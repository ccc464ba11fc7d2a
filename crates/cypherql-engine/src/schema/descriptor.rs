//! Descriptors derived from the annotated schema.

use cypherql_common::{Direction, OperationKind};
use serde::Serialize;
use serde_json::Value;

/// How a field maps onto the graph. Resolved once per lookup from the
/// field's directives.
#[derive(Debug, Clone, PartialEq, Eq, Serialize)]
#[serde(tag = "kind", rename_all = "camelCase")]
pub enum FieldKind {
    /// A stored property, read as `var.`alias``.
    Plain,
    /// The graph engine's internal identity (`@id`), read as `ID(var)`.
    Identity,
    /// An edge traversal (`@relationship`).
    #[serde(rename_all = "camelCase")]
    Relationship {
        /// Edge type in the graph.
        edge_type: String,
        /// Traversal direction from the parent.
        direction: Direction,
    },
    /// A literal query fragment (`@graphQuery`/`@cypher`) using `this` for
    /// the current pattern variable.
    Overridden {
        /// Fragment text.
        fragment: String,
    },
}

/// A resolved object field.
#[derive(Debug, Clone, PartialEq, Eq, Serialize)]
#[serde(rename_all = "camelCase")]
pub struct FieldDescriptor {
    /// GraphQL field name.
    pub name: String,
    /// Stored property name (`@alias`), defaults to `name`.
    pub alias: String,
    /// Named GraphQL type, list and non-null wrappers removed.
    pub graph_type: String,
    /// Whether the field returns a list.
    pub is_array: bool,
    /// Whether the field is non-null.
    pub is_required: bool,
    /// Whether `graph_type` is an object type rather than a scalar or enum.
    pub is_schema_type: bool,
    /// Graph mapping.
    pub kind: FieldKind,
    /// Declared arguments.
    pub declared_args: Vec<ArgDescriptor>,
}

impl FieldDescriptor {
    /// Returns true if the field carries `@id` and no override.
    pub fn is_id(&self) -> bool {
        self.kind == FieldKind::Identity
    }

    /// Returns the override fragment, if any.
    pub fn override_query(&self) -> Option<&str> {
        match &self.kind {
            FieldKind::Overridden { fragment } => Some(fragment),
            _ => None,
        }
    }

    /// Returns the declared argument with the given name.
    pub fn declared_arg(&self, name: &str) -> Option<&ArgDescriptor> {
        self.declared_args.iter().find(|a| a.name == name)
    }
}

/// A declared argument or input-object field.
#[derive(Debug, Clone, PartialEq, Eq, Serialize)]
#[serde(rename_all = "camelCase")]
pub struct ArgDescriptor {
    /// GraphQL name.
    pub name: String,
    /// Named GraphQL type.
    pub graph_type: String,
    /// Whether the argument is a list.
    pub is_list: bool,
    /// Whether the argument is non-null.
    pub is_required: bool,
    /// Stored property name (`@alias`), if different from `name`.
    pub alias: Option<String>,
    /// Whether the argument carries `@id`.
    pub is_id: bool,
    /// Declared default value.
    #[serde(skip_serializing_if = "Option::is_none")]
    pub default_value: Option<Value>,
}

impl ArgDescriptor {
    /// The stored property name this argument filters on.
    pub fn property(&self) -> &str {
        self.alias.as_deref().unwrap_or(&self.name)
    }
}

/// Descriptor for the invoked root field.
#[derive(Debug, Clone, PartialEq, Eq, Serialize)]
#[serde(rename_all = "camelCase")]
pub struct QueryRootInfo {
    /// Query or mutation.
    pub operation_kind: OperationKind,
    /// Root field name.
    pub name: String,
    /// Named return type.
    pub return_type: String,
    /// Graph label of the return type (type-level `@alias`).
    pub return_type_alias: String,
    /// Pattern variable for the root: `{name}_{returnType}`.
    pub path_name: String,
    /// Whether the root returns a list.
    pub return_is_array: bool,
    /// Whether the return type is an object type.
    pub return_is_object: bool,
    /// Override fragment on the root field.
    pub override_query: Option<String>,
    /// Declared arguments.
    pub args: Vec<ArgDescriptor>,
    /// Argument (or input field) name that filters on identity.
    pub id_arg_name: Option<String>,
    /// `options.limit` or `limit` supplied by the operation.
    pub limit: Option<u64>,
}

+ + +

◆ Directions
From the material above, copy each line that includes the word "impl".

◆ Solution for this task
impl FieldDescriptor {
impl ArgDescriptor {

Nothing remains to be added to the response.